> _Entries supplied_:
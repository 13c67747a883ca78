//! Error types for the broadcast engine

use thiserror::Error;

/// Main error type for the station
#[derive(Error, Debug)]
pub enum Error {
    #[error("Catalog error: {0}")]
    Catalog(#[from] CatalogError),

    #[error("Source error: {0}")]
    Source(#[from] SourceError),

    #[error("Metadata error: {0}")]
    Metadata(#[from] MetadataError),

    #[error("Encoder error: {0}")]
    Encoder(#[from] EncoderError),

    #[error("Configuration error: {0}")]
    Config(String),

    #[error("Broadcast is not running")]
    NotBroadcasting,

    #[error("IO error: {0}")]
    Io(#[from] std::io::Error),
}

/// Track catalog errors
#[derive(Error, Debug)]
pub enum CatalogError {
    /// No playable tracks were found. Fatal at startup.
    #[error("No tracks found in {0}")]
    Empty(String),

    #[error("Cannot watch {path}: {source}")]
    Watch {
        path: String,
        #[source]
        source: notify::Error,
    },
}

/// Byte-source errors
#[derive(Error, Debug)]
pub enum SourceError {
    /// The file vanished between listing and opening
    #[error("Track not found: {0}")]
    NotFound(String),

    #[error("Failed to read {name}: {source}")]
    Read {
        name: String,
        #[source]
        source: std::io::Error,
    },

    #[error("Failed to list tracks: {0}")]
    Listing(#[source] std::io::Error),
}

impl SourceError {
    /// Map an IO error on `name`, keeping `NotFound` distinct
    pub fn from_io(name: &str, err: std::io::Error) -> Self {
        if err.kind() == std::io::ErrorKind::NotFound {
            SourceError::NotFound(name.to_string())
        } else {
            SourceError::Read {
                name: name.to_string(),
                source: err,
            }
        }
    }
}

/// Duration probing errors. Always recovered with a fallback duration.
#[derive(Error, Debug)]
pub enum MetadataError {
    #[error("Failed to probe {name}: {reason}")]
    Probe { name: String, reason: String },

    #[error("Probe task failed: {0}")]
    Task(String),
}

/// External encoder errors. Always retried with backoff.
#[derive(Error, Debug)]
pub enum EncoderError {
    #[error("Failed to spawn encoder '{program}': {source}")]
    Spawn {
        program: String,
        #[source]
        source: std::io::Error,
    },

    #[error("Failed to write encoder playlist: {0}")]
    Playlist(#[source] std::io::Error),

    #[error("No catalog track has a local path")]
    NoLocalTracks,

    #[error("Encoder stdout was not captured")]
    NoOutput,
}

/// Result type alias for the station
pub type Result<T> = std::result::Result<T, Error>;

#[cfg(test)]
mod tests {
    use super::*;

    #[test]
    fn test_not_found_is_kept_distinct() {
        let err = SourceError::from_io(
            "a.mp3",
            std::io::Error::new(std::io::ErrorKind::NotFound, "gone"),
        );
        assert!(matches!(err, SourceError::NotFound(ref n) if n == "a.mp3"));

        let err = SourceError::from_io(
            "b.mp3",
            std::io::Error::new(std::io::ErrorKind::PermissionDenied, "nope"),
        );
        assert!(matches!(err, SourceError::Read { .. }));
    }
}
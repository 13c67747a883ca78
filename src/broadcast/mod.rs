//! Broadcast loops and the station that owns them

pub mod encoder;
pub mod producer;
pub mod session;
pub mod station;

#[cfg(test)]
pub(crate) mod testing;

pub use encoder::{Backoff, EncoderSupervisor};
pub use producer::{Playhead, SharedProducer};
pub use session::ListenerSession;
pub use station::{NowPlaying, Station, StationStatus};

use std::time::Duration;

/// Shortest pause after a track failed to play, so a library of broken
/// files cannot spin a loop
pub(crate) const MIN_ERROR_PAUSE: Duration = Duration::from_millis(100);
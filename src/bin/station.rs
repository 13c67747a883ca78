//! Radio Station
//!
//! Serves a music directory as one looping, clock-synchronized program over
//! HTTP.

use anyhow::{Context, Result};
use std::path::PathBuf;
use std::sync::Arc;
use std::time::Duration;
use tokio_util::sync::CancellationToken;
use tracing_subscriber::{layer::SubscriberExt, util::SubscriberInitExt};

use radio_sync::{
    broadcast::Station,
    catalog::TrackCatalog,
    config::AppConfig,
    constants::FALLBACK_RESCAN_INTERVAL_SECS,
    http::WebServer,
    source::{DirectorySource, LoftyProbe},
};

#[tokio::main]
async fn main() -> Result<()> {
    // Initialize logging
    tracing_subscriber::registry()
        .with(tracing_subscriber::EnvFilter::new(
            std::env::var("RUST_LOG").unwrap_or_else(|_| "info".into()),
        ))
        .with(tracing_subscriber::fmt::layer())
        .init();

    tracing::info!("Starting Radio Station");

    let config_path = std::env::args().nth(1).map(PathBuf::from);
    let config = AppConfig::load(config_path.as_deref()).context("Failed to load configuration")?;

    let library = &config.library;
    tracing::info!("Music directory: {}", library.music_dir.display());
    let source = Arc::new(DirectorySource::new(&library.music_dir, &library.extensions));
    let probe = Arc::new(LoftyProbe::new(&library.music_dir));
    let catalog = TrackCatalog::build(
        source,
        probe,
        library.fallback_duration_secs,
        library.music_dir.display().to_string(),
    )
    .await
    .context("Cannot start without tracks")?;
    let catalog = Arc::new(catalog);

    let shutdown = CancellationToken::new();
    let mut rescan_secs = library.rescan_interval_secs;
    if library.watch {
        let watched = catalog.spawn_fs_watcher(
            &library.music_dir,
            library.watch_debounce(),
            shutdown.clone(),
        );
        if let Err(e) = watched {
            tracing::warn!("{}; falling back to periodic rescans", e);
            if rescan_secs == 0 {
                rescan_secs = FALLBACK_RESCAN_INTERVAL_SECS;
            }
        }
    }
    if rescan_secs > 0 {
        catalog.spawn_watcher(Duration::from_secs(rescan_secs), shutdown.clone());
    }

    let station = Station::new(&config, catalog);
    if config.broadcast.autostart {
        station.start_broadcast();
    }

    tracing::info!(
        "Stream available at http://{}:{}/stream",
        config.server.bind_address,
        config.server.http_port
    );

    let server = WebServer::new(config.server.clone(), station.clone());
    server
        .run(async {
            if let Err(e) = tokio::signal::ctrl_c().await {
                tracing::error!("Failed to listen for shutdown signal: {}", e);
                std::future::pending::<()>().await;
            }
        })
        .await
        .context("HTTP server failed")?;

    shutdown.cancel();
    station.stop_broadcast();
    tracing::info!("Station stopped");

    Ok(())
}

> _Your goal_: Copy all of the data. Keep every word exactly as it is.

> _Exercise result_:
repository 13c67747a883ca78
//! Error types for the broadcast engine

use thiserror::Error;

/// Main error type for the station
#[derive(Error, Debug)]
pub enum Error {
    #[error("Catalog error: {0}")]
    Catalog(#[from] CatalogError),

    #[error("Source error: {0}")]
    Source(#[from] SourceError),

    #[error("Metadata error: {0}")]
    Metadata(#[from] MetadataError),

    #[error("Encoder error: {0}")]
    Encoder(#[from] EncoderError),

    #[error("Configuration error: {0}")]
    Config(String),

    #[error("Broadcast is not running")]
    NotBroadcasting,

    #[error("IO error: {0}")]
    Io(#[from] std::io::Error),
}

/// Track catalog errors
#[derive(Error, Debug)]
pub enum CatalogError {
    /// No playable tracks were found. Fatal at startup.
    #[error("No tracks found in {0}")]
    Empty(String),

    #[error("Cannot watch {path}: {source}")]
    Watch {
        path: String,
        #[source]
        source: notify::Error,
    },
}

/// Byte-source errors
#[derive(Error, Debug)]
pub enum SourceError {
    /// The file vanished between listing and opening
    #[error("Track not found: {0}")]
    NotFound(String),

    #[error("Failed to read {name}: {source}")]
    Read {
        name: String,
        #[source]
        source: std::io::Error,
    },

    #[error("Failed to list tracks: {0}")]
    Listing(#[source] std::io::Error),
}

impl SourceError {
    /// Map an IO error on `name`, keeping `NotFound` distinct
    pub fn from_io(name: &str, err: std::io::Error) -> Self {
        if err.kind() == std::io::ErrorKind::NotFound {
            SourceError::NotFound(name.to_string())
        } else {
            SourceError::Read {
                name: name.to_string(),
                source: err,
            }
        }
    }
}

/// Duration probing errors. Always recovered with a fallback duration.
#[derive(Error, Debug)]
pub enum MetadataError {
    #[error("Failed to probe {name}: {reason}")]
    Probe { name: String, reason: String },

    #[error("Probe task failed: {0}")]
    Task(String),
}

/// External encoder errors. Always retried with backoff.
#[derive(Error, Debug)]
pub enum EncoderError {
    #[error("Failed to spawn encoder '{program}': {source}")]
    Spawn {
        program: String,
        #[source]
        source: std::io::Error,
    },

    #[error("Failed to write encoder playlist: {0}")]
    Playlist(#[source] std::io::Error),

    #[error("No catalog track has a local path")]
    NoLocalTracks,

    #[error("Encoder stdout was not captured")]
    NoOutput,
}

/// Result type alias for the station
pub type Result<T> = std::result::Result<T, Error>;

#[cfg(test)]
mod tests {
    use super::*;

    #[test]
    fn test_not_found_is_kept_distinct() {
        let err = SourceError::from_io(
            "a.mp3",
            std::io::Error::new(std::io::ErrorKind::NotFound, "gone"),
        );
        assert!(matches!(err, SourceError::NotFound(ref n) if n == "a.mp3"));

        let err = SourceError::from_io(
            "b.mp3",
            std::io::Error::new(std::io::ErrorKind::PermissionDenied, "nope"),
        );
        assert!(matches!(err, SourceError::Read { .. }));
    }
}
repository 13c67747a883ca78
filename src/broadcast/mod.rs
//! Broadcast loops and the station that owns them

pub mod encoder;
pub mod producer;
pub mod session;
pub mod station;

#[cfg(test)]
pub(crate) mod testing;

pub use encoder::{Backoff, EncoderSupervisor};
pub use producer::{Playhead, SharedProducer};
pub use session::ListenerSession;
pub use station::{NowPlaying, Station, StationStatus};

use std::time::Duration;

/// Shortest pause after a track failed to play, so a library of broken
/// files cannot spin a loop
pub(crate) const MIN_ERROR_PAUSE: Duration = Duration::from_millis(100);
filename src/bin/station.rs
repository 13c67747a883ca78
//! Radio Station
//!
//! Serves a music directory as one looping, clock-synchronized program over
//! HTTP.

use anyhow::{Context, Result};
use std::path::PathBuf;
use std::sync::Arc;
use std::time::Duration;
use tokio_util::sync::CancellationToken;
use tracing_subscriber::{layer::SubscriberExt, util::SubscriberInitExt};

use radio_sync::{
    broadcast::Station,
    catalog::TrackCatalog,
    config::AppConfig,
    constants::FALLBACK_RESCAN_INTERVAL_SECS,
    http::WebServer,
    source::{DirectorySource, LoftyProbe},
};

#[tokio::main]
async fn main() -> Result<()> {
    // Initialize logging
    tracing_subscriber::registry()
        .with(tracing_subscriber::EnvFilter::new(
            std::env::var("RUST_LOG").unwrap_or_else(|_| "info".into()),
        ))
        .with(tracing_subscriber::fmt::layer())
        .init();

    tracing::info!("Starting Radio Station");

    let config_path = std::env::args().nth(1).map(PathBuf::from);
    let config = AppConfig::load(config_path.as_deref()).context("Failed to load configuration")?;

    let library = &config.library;
    tracing::info!("Music directory: {}", library.music_dir.display());
    let source = Arc::new(DirectorySource::new(&library.music_dir, &library.extensions));
    let probe = Arc::new(LoftyProbe::new(&library.music_dir));
    let catalog = TrackCatalog::build(
        source,
        probe,
        library.fallback_duration_secs,
        library.music_dir.display().to_string(),
    )
    .await
    .context("Cannot start without tracks")?;
    let catalog = Arc::new(catalog);

    let shutdown = CancellationToken::new();
    let mut rescan_secs = library.rescan_interval_secs;
    if library.watch {
        let watched = catalog.spawn_fs_watcher(
            &library.music_dir,
            library.watch_debounce(),
            shutdown.clone(),
        );
        if let Err(e) = watched {
            tracing::warn!("{}; falling back to periodic rescans", e);
            if rescan_secs == 0 {
                rescan_secs = FALLBACK_RESCAN_INTERVAL_SECS;
            }
        }
    }
    if rescan_secs > 0 {
        catalog.spawn_watcher(Duration::from_secs(rescan_secs), shutdown.clone());
    }

    let station = Station::new(&config, catalog);
    if config.broadcast.autostart {
        station.start_broadcast();
    }

    tracing::info!(
        "Stream available at http://{}:{}/stream",
        config.server.bind_address,
        config.server.http_port
    );

    let server = WebServer::new(config.server.clone(), station.clone());
    server
        .run(async {
            if let Err(e) = tokio::signal::ctrl_c().await {
                tracing::error!("Failed to listen for shutdown signal: {}", e);
                std::future::pending::<()>().await;
            }
        })
        .await
        .context("HTTP server failed")?;

    shutdown.cancel();
    station.stop_broadcast();
    tracing::info!("Station stopped");

    Ok(())
}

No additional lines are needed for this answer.